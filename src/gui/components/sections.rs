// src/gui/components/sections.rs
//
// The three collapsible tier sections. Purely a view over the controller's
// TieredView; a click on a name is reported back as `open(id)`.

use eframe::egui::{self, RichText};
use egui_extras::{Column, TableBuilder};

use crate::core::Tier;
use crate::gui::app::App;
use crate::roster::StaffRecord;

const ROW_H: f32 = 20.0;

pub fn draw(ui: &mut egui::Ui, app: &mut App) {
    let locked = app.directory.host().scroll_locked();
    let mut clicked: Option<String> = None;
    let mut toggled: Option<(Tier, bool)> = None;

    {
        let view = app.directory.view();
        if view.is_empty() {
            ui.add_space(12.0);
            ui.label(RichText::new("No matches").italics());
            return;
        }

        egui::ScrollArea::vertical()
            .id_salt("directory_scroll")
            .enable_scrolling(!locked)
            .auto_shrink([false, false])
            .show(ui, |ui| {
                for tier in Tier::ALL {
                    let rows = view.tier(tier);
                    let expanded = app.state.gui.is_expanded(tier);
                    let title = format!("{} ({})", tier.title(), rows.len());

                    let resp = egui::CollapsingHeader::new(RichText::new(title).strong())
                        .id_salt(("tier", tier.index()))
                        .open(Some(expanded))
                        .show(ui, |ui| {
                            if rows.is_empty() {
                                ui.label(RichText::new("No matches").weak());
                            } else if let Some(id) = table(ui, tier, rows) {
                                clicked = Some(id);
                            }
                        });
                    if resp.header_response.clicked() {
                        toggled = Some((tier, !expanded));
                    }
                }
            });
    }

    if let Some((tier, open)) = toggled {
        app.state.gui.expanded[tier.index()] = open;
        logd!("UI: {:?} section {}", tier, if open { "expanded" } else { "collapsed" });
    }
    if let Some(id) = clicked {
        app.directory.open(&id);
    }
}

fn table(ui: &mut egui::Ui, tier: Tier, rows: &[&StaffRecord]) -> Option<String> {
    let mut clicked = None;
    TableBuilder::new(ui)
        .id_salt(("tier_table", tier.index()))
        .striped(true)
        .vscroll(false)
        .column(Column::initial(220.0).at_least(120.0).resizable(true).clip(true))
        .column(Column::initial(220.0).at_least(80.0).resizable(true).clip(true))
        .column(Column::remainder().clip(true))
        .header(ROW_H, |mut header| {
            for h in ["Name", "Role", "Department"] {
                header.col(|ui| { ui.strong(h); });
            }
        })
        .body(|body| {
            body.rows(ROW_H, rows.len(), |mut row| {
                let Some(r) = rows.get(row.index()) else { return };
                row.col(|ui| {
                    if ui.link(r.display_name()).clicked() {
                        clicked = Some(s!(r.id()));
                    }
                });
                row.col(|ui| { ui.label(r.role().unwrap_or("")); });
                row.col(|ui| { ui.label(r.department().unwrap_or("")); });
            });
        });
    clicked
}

* * *

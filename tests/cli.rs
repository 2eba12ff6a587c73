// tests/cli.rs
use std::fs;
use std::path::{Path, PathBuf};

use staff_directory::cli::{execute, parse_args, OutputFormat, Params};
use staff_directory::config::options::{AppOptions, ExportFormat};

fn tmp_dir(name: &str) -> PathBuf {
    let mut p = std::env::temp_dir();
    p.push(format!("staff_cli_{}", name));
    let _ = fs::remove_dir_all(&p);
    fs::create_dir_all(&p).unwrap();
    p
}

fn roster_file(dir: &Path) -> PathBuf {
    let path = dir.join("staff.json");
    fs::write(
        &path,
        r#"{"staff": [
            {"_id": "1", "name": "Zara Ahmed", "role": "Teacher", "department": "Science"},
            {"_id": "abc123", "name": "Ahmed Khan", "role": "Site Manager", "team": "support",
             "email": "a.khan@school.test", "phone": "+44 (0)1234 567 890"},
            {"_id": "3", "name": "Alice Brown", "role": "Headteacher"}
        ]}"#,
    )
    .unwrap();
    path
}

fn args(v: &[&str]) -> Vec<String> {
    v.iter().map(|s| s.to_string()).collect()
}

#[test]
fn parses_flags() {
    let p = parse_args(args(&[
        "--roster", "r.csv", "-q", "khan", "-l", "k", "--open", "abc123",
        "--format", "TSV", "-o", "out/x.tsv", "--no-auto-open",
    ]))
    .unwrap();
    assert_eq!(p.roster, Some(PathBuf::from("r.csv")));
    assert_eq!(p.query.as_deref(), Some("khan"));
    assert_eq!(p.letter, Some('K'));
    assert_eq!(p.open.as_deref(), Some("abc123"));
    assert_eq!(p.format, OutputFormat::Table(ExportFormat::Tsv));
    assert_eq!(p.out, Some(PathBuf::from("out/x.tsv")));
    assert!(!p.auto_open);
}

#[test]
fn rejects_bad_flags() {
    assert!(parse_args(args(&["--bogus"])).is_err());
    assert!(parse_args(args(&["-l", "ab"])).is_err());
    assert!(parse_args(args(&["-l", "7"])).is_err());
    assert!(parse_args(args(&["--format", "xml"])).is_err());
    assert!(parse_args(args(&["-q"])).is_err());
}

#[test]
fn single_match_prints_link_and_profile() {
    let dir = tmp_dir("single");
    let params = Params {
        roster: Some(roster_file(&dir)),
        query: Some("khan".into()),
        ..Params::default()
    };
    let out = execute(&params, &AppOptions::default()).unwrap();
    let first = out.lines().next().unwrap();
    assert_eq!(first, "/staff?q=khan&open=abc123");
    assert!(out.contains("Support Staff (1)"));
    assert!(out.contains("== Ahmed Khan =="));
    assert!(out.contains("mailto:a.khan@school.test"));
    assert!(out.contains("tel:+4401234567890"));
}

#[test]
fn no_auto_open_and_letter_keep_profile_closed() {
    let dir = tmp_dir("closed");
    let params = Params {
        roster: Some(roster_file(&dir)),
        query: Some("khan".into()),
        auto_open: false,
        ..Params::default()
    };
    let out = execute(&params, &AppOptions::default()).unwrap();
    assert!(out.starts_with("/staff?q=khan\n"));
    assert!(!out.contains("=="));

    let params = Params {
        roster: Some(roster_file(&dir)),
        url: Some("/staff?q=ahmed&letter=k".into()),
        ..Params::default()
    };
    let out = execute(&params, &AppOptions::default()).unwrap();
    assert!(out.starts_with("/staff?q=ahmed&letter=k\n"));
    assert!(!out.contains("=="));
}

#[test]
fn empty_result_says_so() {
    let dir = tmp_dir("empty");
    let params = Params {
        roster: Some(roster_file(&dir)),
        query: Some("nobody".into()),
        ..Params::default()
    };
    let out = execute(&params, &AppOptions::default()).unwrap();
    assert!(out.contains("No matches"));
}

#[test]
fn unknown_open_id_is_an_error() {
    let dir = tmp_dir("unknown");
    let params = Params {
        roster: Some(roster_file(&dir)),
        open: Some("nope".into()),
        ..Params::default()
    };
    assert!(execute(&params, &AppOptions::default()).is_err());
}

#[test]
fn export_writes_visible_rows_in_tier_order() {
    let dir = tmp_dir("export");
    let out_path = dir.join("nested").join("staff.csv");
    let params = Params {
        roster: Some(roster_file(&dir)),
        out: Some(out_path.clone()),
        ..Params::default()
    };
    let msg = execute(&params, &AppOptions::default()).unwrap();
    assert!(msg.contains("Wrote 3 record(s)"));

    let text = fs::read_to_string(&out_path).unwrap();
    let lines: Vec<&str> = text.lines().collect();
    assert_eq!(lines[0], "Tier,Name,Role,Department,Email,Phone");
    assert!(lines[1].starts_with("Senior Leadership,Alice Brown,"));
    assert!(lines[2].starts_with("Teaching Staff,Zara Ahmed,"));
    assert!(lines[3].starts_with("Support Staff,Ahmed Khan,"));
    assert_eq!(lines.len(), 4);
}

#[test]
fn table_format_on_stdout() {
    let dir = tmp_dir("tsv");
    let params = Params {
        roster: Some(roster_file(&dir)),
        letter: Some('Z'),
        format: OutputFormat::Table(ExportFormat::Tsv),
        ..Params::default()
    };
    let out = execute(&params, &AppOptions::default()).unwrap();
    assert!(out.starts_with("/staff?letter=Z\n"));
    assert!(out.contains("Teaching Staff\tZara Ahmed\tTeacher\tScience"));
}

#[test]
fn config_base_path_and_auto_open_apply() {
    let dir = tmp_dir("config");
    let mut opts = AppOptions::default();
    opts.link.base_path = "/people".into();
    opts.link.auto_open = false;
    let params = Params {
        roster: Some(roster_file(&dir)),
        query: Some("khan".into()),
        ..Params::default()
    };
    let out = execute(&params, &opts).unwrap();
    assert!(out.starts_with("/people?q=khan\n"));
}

* * *

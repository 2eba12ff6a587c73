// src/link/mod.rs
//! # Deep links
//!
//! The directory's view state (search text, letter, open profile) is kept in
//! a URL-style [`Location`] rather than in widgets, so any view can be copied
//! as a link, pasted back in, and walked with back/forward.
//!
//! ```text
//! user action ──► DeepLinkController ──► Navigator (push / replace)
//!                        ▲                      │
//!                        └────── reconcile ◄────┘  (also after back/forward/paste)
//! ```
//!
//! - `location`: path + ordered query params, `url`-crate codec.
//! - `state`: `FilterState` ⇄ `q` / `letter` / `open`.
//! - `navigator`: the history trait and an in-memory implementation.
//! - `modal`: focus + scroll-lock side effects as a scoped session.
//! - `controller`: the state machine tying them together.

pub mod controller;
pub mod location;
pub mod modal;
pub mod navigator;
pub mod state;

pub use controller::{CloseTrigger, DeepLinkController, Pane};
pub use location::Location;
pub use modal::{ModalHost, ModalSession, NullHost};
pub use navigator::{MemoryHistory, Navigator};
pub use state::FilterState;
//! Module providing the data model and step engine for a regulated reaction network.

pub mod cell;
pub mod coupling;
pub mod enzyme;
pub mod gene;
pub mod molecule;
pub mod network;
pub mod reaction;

• _What is needed_
Your answer must consist solely of the lines above between the line holding "filename src/gui/components/sections.rs" and the line holding "ui.add_space(12.0);", inclusive, copied exactly.

• _Result of the task_
filename src/gui/components/sections.rs
// src/gui/components/sections.rs
//
// The three collapsible tier sections. Purely a view over the controller's
// TieredView; a click on a name is reported back as `open(id)`.

use eframe::egui::{self, RichText};
use egui_extras::{Column, TableBuilder};

use crate::core::Tier;
use crate::gui::app::App;
use crate::roster::StaffRecord;

const ROW_H: f32 = 20.0;

pub fn draw(ui: &mut egui::Ui, app: &mut App) {
    let locked = app.directory.host().scroll_locked();
    let mut clicked: Option<String> = None;
    let mut toggled: Option<(Tier, bool)> = None;

    {
        let view = app.directory.view();
        if view.is_empty() {
            ui.add_space(12.0);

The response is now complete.